Domingo, Febrero 28th, 2010

Los mormones (un apodo para los miembros de La Iglesia de Jesucristo de los Santos de los Últimos Días) a menudo usan el término “plenitud del evangelio”. Los mormones se refieren a los tiempos modernos como la dispensación de la plenitud de los tiempos, refiriéndose al hecho de que el evangelio de Jesucristo ha sido restaurado en su plenitud.

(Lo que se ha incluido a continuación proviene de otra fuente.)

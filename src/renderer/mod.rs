//! Render-side view of the game
//!
//! The simulation never draws. Each frame the driver hands a [`FrameView`]
//! to a [`Renderer`]; `shapes` turns that view into colored triangles a GPU
//! backend can upload as-is.

pub mod shapes;
pub mod vertex;

pub use shapes::build_frame;
pub use vertex::Vertex;

use crate::sim::{GamePhase, Obstacle, Player, Star};

/// Read-only snapshot of everything a frame needs
#[derive(Debug, Clone, Copy)]
pub struct FrameView<'a> {
    pub player: &'a Player,
    pub obstacles: &'a [Obstacle],
    pub stars: &'a [Star],
    pub score: f32,
    pub phase: GamePhase,
    /// Best finished run so far
    pub best_score: Option<f32>,
}

/// Render pass supplied by the host
pub trait Renderer {
    fn render(&mut self, view: &FrameView<'_>);
}
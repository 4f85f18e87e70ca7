//! Deterministic simulation module
//!
//! All gameplay logic lives here. This module must be pure and deterministic:
//! - Fixed timestep only
//! - Injected RNG only
//! - Stable iteration order (by entity ID)
//! - No rendering or platform dependencies

pub mod collision;
pub mod input;
pub mod rng;
pub mod spawn;
pub mod state;
pub mod tick;

pub use collision::{Aabb, first_hit};
pub use input::{Direction, Directions, InputLatch};
pub use rng::{RandomSource, SeededRandom};
pub use spawn::Spawner;
pub use state::{GamePhase, Obstacle, OverReason, Player, Star, Starfield, World};
pub use tick::{StepResult, step};
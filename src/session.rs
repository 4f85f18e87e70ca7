//! Game session: lifecycle, score and host events
//!
//! `Running --(collision | abandon)--> Over --(restart)--> Running`, and an
//! exit request from either phase stops the loop for good.

use crate::driver::LoopControl;
use crate::error::ConfigError;
use crate::highscores::HighScores;
use crate::renderer::FrameView;
use crate::settings::Settings;
use crate::sim::rng::clock_seed;
use crate::sim::{
    Direction, GamePhase, InputLatch, OverReason, SeededRandom, StepResult, World, step,
};

/// Events delivered by the host (keyboard, window manager)
#[derive(Debug, Clone, Copy, PartialEq, Eq)]
pub enum HostEvent {
    /// Direction key went down or up
    Direction { direction: Direction, pressed: bool },
    /// Start a new run after game over
    Restart,
    /// End the current run without a collision
    Abandon,
    /// Quit the game
    Exit,
}

/// Owns the world, the input latch and the random source
#[derive(Debug)]
pub struct GameSession {
    settings: Settings,
    world: World,
    latch: InputLatch,
    rng: SeededRandom,
    high_scores: HighScores,
    /// Runs started, including the current one
    runs: u32,
    exit_requested: bool,
}

impl GameSession {
    /// Validate the settings and start the first run
    pub fn new(settings: Settings) -> Result<Self, ConfigError> {
        settings.validate()?;
        let seed = settings.seed.unwrap_or_else(clock_seed);
        let mut rng = SeededRandom::new(seed);
        let world = World::new(&settings, &mut rng);
        log::info!(
            "New session: seed={} obstacles={:?} motion={:?} starfield={}",
            seed,
            settings.obstacle_model,
            settings.player_motion,
            settings.starfield
        );
        Ok(Self {
            settings,
            world,
            latch: InputLatch::new(),
            rng,
            high_scores: HighScores::new(),
            runs: 1,
            exit_requested: false,
        })
    }

    pub fn settings(&self) -> &Settings {
        &self.settings
    }

    pub fn world(&self) -> &World {
        &self.world
    }

    pub fn phase(&self) -> GamePhase {
        self.world.phase
    }

    pub fn score(&self) -> f32 {
        self.world.score
    }

    pub fn runs(&self) -> u32 {
        self.runs
    }

    pub fn seed(&self) -> u64 {
        self.rng.seed()
    }

    pub fn high_scores(&self) -> &HighScores {
        &self.high_scores
    }

    pub fn latch(&self) -> &InputLatch {
        &self.latch
    }

    pub fn exit_requested(&self) -> bool {
        self.exit_requested
    }

    /// Fixed tick length
    pub fn dt(&self) -> f32 {
        self.settings.tick_dt
    }

    /// Advance one fixed tick with the currently held directions
    pub fn tick(&mut self) -> StepResult {
        if self.exit_requested {
            return StepResult::default();
        }
        let input = self.latch.current_directions();
        let result = step(&mut self.world, self.settings.tick_dt, input, &mut self.rng);
        if result.collided {
            self.record_run();
        }
        result
    }

    /// Press or release a direction key; presses are ignored once the run is over
    pub fn set_direction(&mut self, direction: Direction, pressed: bool) {
        if pressed && !self.world.is_running() {
            return;
        }
        self.latch.set_direction(direction, pressed);
    }

    /// Start a new run from the initial configuration
    pub fn reset(&mut self) {
        self.world.reset(&mut self.rng);
        self.runs += 1;
        log::info!("Run {} started", self.runs);
    }

    /// End the running run without a collision
    pub fn abandon(&mut self) {
        if self.world.is_running() {
            self.world.end(OverReason::Abandoned);
            log::info!("Run abandoned at score {:.1}", self.world.score);
            self.record_run();
        }
    }

    /// Stop the loop; the host terminates the process
    pub fn request_exit(&mut self) {
        if !self.exit_requested {
            log::info!("Exit requested after {} run(s)", self.runs);
        }
        self.exit_requested = true;
    }

    /// Apply one host event
    pub fn handle_event(&mut self, event: HostEvent) -> LoopControl {
        match event {
            HostEvent::Direction { direction, pressed } => self.set_direction(direction, pressed),
            HostEvent::Restart => match self.world.phase {
                GamePhase::Over => self.reset(),
                GamePhase::Running => log::debug!("Restart ignored while running"),
            },
            HostEvent::Abandon => self.abandon(),
            HostEvent::Exit => self.request_exit(),
        }

        if self.exit_requested {
            LoopControl::Exit
        } else {
            LoopControl::Continue
        }
    }

    /// Read-only view for the render pass
    pub fn view(&self) -> FrameView<'_> {
        FrameView {
            player: &self.world.player,
            obstacles: &self.world.obstacles,
            stars: &self.world.stars.stars,
            score: self.world.score,
            phase: self.world.phase,
            best_score: self.high_scores.top_score(),
        }
    }

    fn record_run(&mut self) {
        let reason = self.world.over_reason.unwrap_or(OverReason::Abandoned);
        let score = self.world.score;
        if let Some(rank) = self.high_scores.add_score(score, self.world.ticks, reason) {
            log::info!("Final score {:.1} ranks #{}", score, rank);
        } else {
            log::info!("Final score {:.1}", score);
        }
    }
}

Adán y Eva enseñando a sus hijos - Del Parson

Las creencias mormonas enseñan que a Adán y Eva, las primeras personas que vivieron sobre la tierra, se les dio la plenitud del evangelio. Ellos lo compartieron con sus hijos. Sin embargo, a las personas a menudo les es difícil vivir la plenitud del evangelio, y por tanto, periódicamente la plenitud del evangelio fue reemplazado con leyes preparatorias, tales como la Ley de Moisés, para ayudar a las personas a progresar a tal punto que ellas pudieran vivir la plenitud del evangelio. Además, las verdades estaban algunas veces perdidas. Siempre han existido aquellos que desean que Dios cambie la verdad por algo más placentero para ellos, y periódicamente, aquellas falsas creencias se han esparcido entre las personas. Durante estos tiempos, Dios a menudo retira los profetas, lo cual también quita el acceso a la palabra de Dios. Esto se conoció como apostasía, ya que las personas habían escogido apostatar al ignorar o cambiar la palabra de Dios. Sin embargo, Dios nunca permite que la apostasía dure para siempre. Cada vez, Él finalmente devuelve los profetas a la tierra, como lo podemos ver a medida que estudiemos la Biblia.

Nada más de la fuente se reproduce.